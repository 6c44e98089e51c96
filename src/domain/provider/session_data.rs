//! Opaque toolkit session state.

use serde::{Deserialize, Serialize};

/// Serialized session state of the social login toolkit.
///
/// The bridge never looks inside: it is read from the client after a
/// request and handed back verbatim on the next one.
#[derive(Debug, Clone, Default, PartialEq, Eq, Serialize, Deserialize)]
#[serde(transparent)]
pub struct SessionData(String);

impl SessionData {
    pub fn new(raw: impl Into<String>) -> Self {
        Self(raw.into())
    }

    pub fn as_str(&self) -> &str {
        &self.0
    }

    pub fn into_inner(self) -> String {
        self.0
    }

    pub fn is_empty(&self) -> bool {
        self.0.is_empty()
    }
}

#[cfg(test)]
mod tests {
    use super::*;

    #[test]
    fn session_data_is_transparent_in_json() {
        let data = SessionData::new("a:2:{opaque}");
        assert_eq!(serde_json::to_string(&data).unwrap(), "\"a:2:{opaque}\"");
    }

    #[test]
    fn default_session_data_is_empty() {
        assert!(SessionData::default().is_empty());
    }
}
//! SocialAuthenticator - turns a check-path request into an application login.

use std::sync::Arc;

use serde::Serialize;

use super::{ProviderMap, SocialAuthResponse};
use crate::domain::foundation::{AuthError, AuthenticatedUser, ProviderName};
use crate::domain::profile::NormalizedProfile;
use crate::ports::{AuthenticationOutcome, SocialUserProvider};

/// Proof of a completed social login.
#[derive(Debug, Clone, PartialEq, Eq, Serialize)]
pub struct SocialAuthToken {
    pub user: AuthenticatedUser,
    pub provider: ProviderName,
    pub profile: NormalizedProfile,
}

/// What the authenticator did with a request.
#[derive(Debug, Clone, PartialEq, Eq)]
pub enum AuthenticationResult {
    /// The path is not a check path, or its provider is not configured.
    NotHandled,

    /// The user must continue at the provider.
    Redirect(String),

    /// The user is logged in.
    Authenticated(SocialAuthToken),
}

impl AuthenticationResult {
    pub fn token(&self) -> Option<&SocialAuthToken> {
        match self {
            AuthenticationResult::Authenticated(token) => Some(token),
            _ => None,
        }
    }
}

/// Authenticates check-path requests against providers.
pub struct SocialAuthenticator {
    user_provider: Arc<dyn SocialUserProvider>,
}

impl SocialAuthenticator {
    pub fn new(user_provider: Arc<dyn SocialUserProvider>) -> Self {
        Self { user_provider }
    }

    /// Runs the login flow for `path` using the given map.
    ///
    /// # Errors
    ///
    /// `AuthError::AccountNotConnected` when the provider interaction fails,
    /// or whatever the user provider returns when loading the user.
    pub async fn authenticate(
        &self,
        map: &ProviderMap,
        path: &str,
    ) -> Result<AuthenticationResult, AuthError> {
        // 1. Route the request
        let Some(provider) = map.resolve_by_path(path) else {
            return Ok(AuthenticationResult::NotHandled);
        };
        tracing::debug!(%provider, path, "Check path matched");

        // 2. Authenticate or resume the provider flow
        let outcome = match map.authenticate(provider).await {
            Ok(Some(outcome)) => outcome,
            Ok(None) => {
                tracing::warn!(%provider, "Provider has a check path but no client configuration");
                return Ok(AuthenticationResult::NotHandled);
            }
            Err(e) => {
                tracing::warn!(%provider, code = %e.code(), error = %e, "Provider authentication failed");
                return Err(e.into());
            }
        };

        let adapter = match outcome {
            AuthenticationOutcome::Redirect(url) => {
                tracing::debug!(%provider, "Redirecting to provider");
                return Ok(AuthenticationResult::Redirect(url));
            }
            AuthenticationOutcome::Connected(adapter) => adapter,
        };

        // 3. Fetch the profile
        let response = SocialAuthResponse::new(adapter).await.map_err(|e| {
            tracing::warn!(%provider, code = %e.code(), error = %e, "Profile request failed");
            AuthError::from(e)
        })?;

        // 4. Load the application user
        let profile = response.normalized_profile().clone();
        let user = self
            .user_provider
            .load_user_by_profile(&profile)
            .await
            .map_err(|e| {
                tracing::warn!(%provider, identifier = %profile.identifier, error = %e, "User lookup failed");
                e
            })?;

        tracing::debug!(%provider, user_id = %user.id, "Social login succeeded");
        Ok(AuthenticationResult::Authenticated(SocialAuthToken {
            user,
            provider: provider.clone(),
            profile,
        }))
    }
}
※ ※ ※
Print all of the entries exactly, leaving nothing out.

_YOUR RESPONSE_
repository 6c44e98089e51c96
filename src/domain/provider/session_data.rs
//! Opaque toolkit session state.

use serde::{Deserialize, Serialize};

/// Serialized session state of the social login toolkit.
///
/// The bridge never looks inside: it is read from the client after a
/// request and handed back verbatim on the next one.
#[derive(Debug, Clone, Default, PartialEq, Eq, Serialize, Deserialize)]
#[serde(transparent)]
pub struct SessionData(String);

impl SessionData {
    pub fn new(raw: impl Into<String>) -> Self {
        Self(raw.into())
    }

    pub fn as_str(&self) -> &str {
        &self.0
    }

    pub fn into_inner(self) -> String {
        self.0
    }

    pub fn is_empty(&self) -> bool {
        self.0.is_empty()
    }
}

#[cfg(test)]
mod tests {
    use super::*;

    #[test]
    fn session_data_is_transparent_in_json() {
        let data = SessionData::new("a:2:{opaque}");
        assert_eq!(serde_json::to_string(&data).unwrap(), "\"a:2:{opaque}\"");
    }

    #[test]
    fn default_session_data_is_empty() {
        assert!(SessionData::default().is_empty());
    }
}
//! SocialAuthenticator - turns a check-path request into an application login.

use std::sync::Arc;

use serde::Serialize;

use super::{ProviderMap, SocialAuthResponse};
use crate::domain::foundation::{AuthError, AuthenticatedUser, ProviderName};
use crate::domain::profile::NormalizedProfile;
use crate::ports::{AuthenticationOutcome, SocialUserProvider};

/// Proof of a completed social login.
#[derive(Debug, Clone, PartialEq, Eq, Serialize)]
pub struct SocialAuthToken {
    pub user: AuthenticatedUser,
    pub provider: ProviderName,
    pub profile: NormalizedProfile,
}

/// What the authenticator did with a request.
#[derive(Debug, Clone, PartialEq, Eq)]
pub enum AuthenticationResult {
    /// The path is not a check path, or its provider is not configured.
    NotHandled,

    /// The user must continue at the provider.
    Redirect(String),

    /// The user is logged in.
    Authenticated(SocialAuthToken),
}

impl AuthenticationResult {
    pub fn token(&self) -> Option<&SocialAuthToken> {
        match self {
            AuthenticationResult::Authenticated(token) => Some(token),
            _ => None,
        }
    }
}

/// Authenticates check-path requests against providers.
pub struct SocialAuthenticator {
    user_provider: Arc<dyn SocialUserProvider>,
}

impl SocialAuthenticator {
    pub fn new(user_provider: Arc<dyn SocialUserProvider>) -> Self {
        Self { user_provider }
    }

    /// Runs the login flow for `path` using the given map.
    ///
    /// # Errors
    ///
    /// `AuthError::AccountNotConnected` when the provider interaction fails,
    /// or whatever the user provider returns when loading the user.
    pub async fn authenticate(
        &self,
        map: &ProviderMap,
        path: &str,
    ) -> Result<AuthenticationResult, AuthError> {
        // 1. Route the request
        let Some(provider) = map.resolve_by_path(path) else {
            return Ok(AuthenticationResult::NotHandled);
        };
        tracing::debug!(%provider, path, "Check path matched");

        // 2. Authenticate or resume the provider flow
        let outcome = match map.authenticate(provider).await {
            Ok(Some(outcome)) => outcome,
            Ok(None) => {
                tracing::warn!(%provider, "Provider has a check path but no client configuration");
                return Ok(AuthenticationResult::NotHandled);
            }
            Err(e) => {
                tracing::warn!(%provider, code = %e.code(), error = %e, "Provider authentication failed");
                return Err(e.into());
            }
        };

        let adapter = match outcome {
            AuthenticationOutcome::Redirect(url) => {
                tracing::debug!(%provider, "Redirecting to provider");
                return Ok(AuthenticationResult::Redirect(url));
            }
            AuthenticationOutcome::Connected(adapter) => adapter,
        };

        // 3. Fetch the profile
        let response = SocialAuthResponse::new(adapter).await.map_err(|e| {
            tracing::warn!(%provider, code = %e.code(), error = %e, "Profile request failed");
            AuthError::from(e)
        })?;

        // 4. Load the application user
        let profile = response.normalized_profile().clone();
        let user = self
            .user_provider
            .load_user_by_profile(&profile)
            .await
            .map_err(|e| {
                tracing::warn!(%provider, identifier = %profile.identifier, error = %e, "User lookup failed");
                e
            })?;

        tracing::debug!(%provider, user_id = %user.id, "Social login succeeded");
        Ok(AuthenticationResult::Authenticated(SocialAuthToken {
            user,
            provider: provider.clone(),
            profile,
        }))
    }
}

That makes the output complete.